EXERCISE: Start at the first line of the material. Repeat each line exactly through the one containing "pub fn init_logging_stderr()", then stop.

DATA LISTING:
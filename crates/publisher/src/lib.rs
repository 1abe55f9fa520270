//! Campaign submission to the external ads platform.

pub mod client;
pub mod google_ads;
pub mod publisher;
pub mod state;
pub mod store;

pub use client::{AdsPlatformClient, NotImplementedClient, PlatformError, PlatformSession};
pub use google_ads::GoogleAdsClient;
pub use publisher::{build_client, CampaignPublisher, CreatedResources, PublishResult};
pub use state::{FailureReason, PublishState, PublishStateMachine, PublishStep};
pub use store::InMemoryCredentialStore;
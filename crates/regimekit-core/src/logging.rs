//! Tracing setup: append to a file under the XDG state dir, or fall back to stderr.

use std::fs;
use std::path::PathBuf;
use std::sync::Mutex;

use anyhow::{anyhow, Result};
use tracing_subscriber::EnvFilter;

const DEFAULT_FILTER: &str = "info,regimekit=debug,regimekit_core=debug";

fn env_filter() -> EnvFilter {
    EnvFilter::try_from_default_env().unwrap_or_else(|_| EnvFilter::new(DEFAULT_FILTER))
}

/// `~/.local/state/regimekit/regimekit.log`
pub fn log_file_path() -> Result<PathBuf> {
    let xdg_dirs = xdg::BaseDirectories::with_prefix("regimekit")?;
    Ok(xdg_dirs.get_state_home().join("regimekit.log"))
}

/// Install a global subscriber that appends to [`log_file_path`].
/// Returns Err if the file cannot be opened so the caller can fall back to stderr.
pub fn init_logging() -> Result<()> {
    let path = log_file_path()?;
    if let Some(dir) = path.parent() {
        fs::create_dir_all(dir)?;
    }
    let file = fs::OpenOptions::new()
        .create(true)
        .append(true)
        .open(&path)?;

    tracing_subscriber::fmt()
        .with_env_filter(env_filter())
        .with_writer(Mutex::new(file))
        .with_ansi(false)
        .try_init()
        .map_err(|e| anyhow!("installing tracing subscriber: {e}"))?;

    tracing::info!("regimekit logging initialized at {}", path.display());
    Ok(())
}

/// Stderr-only logging, used when [`init_logging`] fails.
pub fn init_logging_stderr() {
    // A subscriber may already be installed (tests); keep it.
    let _ = tracing_subscriber::fmt()
        .with_env_filter(env_filter())
        .with_writer(std::io::stderr)
        .with_ansi(false)
        .try_init();
}
//! Batch plan type and the closed-form sizing formula.

use std::ops::Range;

use serde::{Deserialize, Serialize};

pub const DEFAULT_MIN_BATCH: usize = 10;
pub const DEFAULT_MAX_BATCH: usize = 5000;

/// Caller-violated preconditions of [`calculate_batch_plan`].
#[derive(Debug, Clone, PartialEq, Eq, thiserror::Error)]
pub enum BatchError {
    #[error("invalid batch bounds: {0}")]
    InvalidArgument(String),
}

/// How a job's items are split into batches. Read-only once computed.
#[derive(Debug, Clone, PartialEq, Serialize, Deserialize)]
pub struct BatchPlan {
    pub total_items: usize,
    pub optimal_batch_size: usize,
    pub num_batches: usize,
    pub space_bound: f64,
    pub efficiency_multiplier: f64,
    pub space_reduction_percent: f64,
}

impl BatchPlan {
    /// True for the small-input plan (`total_items <= min_batch`), which claims
    /// no amplification.
    pub fn is_degenerate(&self) -> bool {
        self.efficiency_multiplier == 1.0 && self.space_reduction_percent == 0.0
    }

    /// Half-open item ranges, one per batch. All batches have
    /// `optimal_batch_size` items except possibly the last.
    pub fn batches(&self) -> impl Iterator<Item = Range<usize>> + '_ {
        let size = self.optimal_batch_size.max(1);
        (0..self.num_batches).map(move |i| {
            let start = (i * size).min(self.total_items);
            let end = (start + size).min(self.total_items);
            start..end
        })
    }
}

/// Compute a batch plan for `total_items`, clamping the batch size to
/// `[min_batch, max_batch]`.
///
/// Requires `0 < min_batch < max_batch`.
pub fn calculate_batch_plan(
    total_items: usize,
    min_batch: usize,
    max_batch: usize,
) -> Result<BatchPlan, BatchError> {
    validate_bounds(min_batch, max_batch)?;
    Ok(compute(total_items, min_batch, max_batch))
}

pub(super) fn validate_bounds(min_batch: usize, max_batch: usize) -> Result<(), BatchError> {
    if min_batch == 0 {
        return Err(BatchError::InvalidArgument(
            "min_batch must be positive".to_string(),
        ));
    }
    if min_batch >= max_batch {
        return Err(BatchError::InvalidArgument(format!(
            "min_batch ({min_batch}) must be less than max_batch ({max_batch})"
        )));
    }
    Ok(())
}

/// Sizing formula proper. Bounds must already be validated.
pub(super) fn compute(total_items: usize, min_batch: usize, max_batch: usize) -> BatchPlan {
    if total_items <= min_batch {
        return BatchPlan {
            total_items,
            optimal_batch_size: total_items,
            num_batches: usize::from(total_items > 0),
            space_bound: total_items as f64,
            efficiency_multiplier: 1.0,
            space_reduction_percent: 0.0,
        };
    }

    let t = total_items as f64;
    let space_bound = t.sqrt() * t.log2();
    let efficiency_multiplier = t / space_bound;
    let space_reduction_percent = (t - space_bound) / t * 100.0;

    // Truncate, then clamp.
    let optimal_batch_size = (space_bound as usize).clamp(min_batch, max_batch);
    let num_batches = total_items.div_ceil(optimal_batch_size);

    tracing::debug!(
        total_items,
        optimal_batch_size,
        num_batches,
        space_bound,
        efficiency = efficiency_multiplier,
        space_reduction_percent,
        "batch plan calculated"
    );

    BatchPlan {
        total_items,
        optimal_batch_size,
        num_batches,
        space_bound,
        efficiency_multiplier,
        space_reduction_percent,
    }
}
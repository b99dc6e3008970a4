use serde::{Deserialize, Serialize};

use crate::control::JobId;

/// Input for one orchestrated job.
#[derive(Debug, Clone, Default, PartialEq, Serialize, Deserialize)]
pub struct JobRequest {
    pub task_name: String,
    #[serde(default)]
    pub keywords: Vec<String>,
    #[serde(default)]
    pub description: String,
    pub total_items: usize,
    /// Id to run under, e.g. from
    /// [`Orchestrator::allocate_job_id`](super::Orchestrator::allocate_job_id).
    /// A fresh id is allocated when unset.
    #[serde(default, skip_serializing_if = "Option::is_none")]
    pub job_id: Option<JobId>,
}

impl JobRequest {
    pub fn new(task_name: impl Into<String>, total_items: usize) -> Self {
        Self {
            task_name: task_name.into(),
            total_items,
            ..Self::default()
        }
    }

    pub fn keywords<I, S>(mut self, keywords: I) -> Self
    where
        I: IntoIterator<Item = S>,
        S: Into<String>,
    {
        self.keywords = keywords.into_iter().map(Into::into).collect();
        self
    }

    pub fn description(mut self, description: impl Into<String>) -> Self {
        self.description = description.into();
        self
    }

    pub fn job_id(mut self, job_id: JobId) -> Self {
        self.job_id = Some(job_id);
        self
    }
}
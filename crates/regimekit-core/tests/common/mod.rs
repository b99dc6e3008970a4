pub mod work;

ANSWER TO THE EXERCISE:
filename crates/publisher/src/lib.rs
repository 1abe55f9fa520270
//! Campaign submission to the external ads platform.

pub mod client;
pub mod google_ads;
pub mod publisher;
pub mod state;
pub mod store;

pub use client::{AdsPlatformClient, NotImplementedClient, PlatformError, PlatformSession};
pub use google_ads::GoogleAdsClient;
pub use publisher::{build_client, CampaignPublisher, CreatedResources, PublishResult};
pub use state::{FailureReason, PublishState, PublishStateMachine, PublishStep};
pub use store::InMemoryCredentialStore;
filename crates/regimekit-core/src/logging.rs
//! Tracing setup: append to a file under the XDG state dir, or fall back to stderr.

use std::fs;
use std::path::PathBuf;
use std::sync::Mutex;

use anyhow::{anyhow, Result};
use tracing_subscriber::EnvFilter;

const DEFAULT_FILTER: &str = "info,regimekit=debug,regimekit_core=debug";

fn env_filter() -> EnvFilter {
    EnvFilter::try_from_default_env().unwrap_or_else(|_| EnvFilter::new(DEFAULT_FILTER))
}

/// `~/.local/state/regimekit/regimekit.log`
pub fn log_file_path() -> Result<PathBuf> {
    let xdg_dirs = xdg::BaseDirectories::with_prefix("regimekit")?;
    Ok(xdg_dirs.get_state_home().join("regimekit.log"))
}

/// Install a global subscriber that appends to [`log_file_path`].
/// Returns Err if the file cannot be opened so the caller can fall back to stderr.
pub fn init_logging() -> Result<()> {
    let path = log_file_path()?;
    if let Some(dir) = path.parent() {
        fs::create_dir_all(dir)?;
    }
    let file = fs::OpenOptions::new()
        .create(true)
        .append(true)
        .open(&path)?;

    tracing_subscriber::fmt()
        .with_env_filter(env_filter())
        .with_writer(Mutex::new(file))
        .with_ansi(false)
        .try_init()
        .map_err(|e| anyhow!("installing tracing subscriber: {e}"))?;

    tracing::info!("regimekit logging initialized at {}", path.display());
    Ok(())
}

/// Stderr-only logging, used when [`init_logging`] fails.
pub fn init_logging_stderr() {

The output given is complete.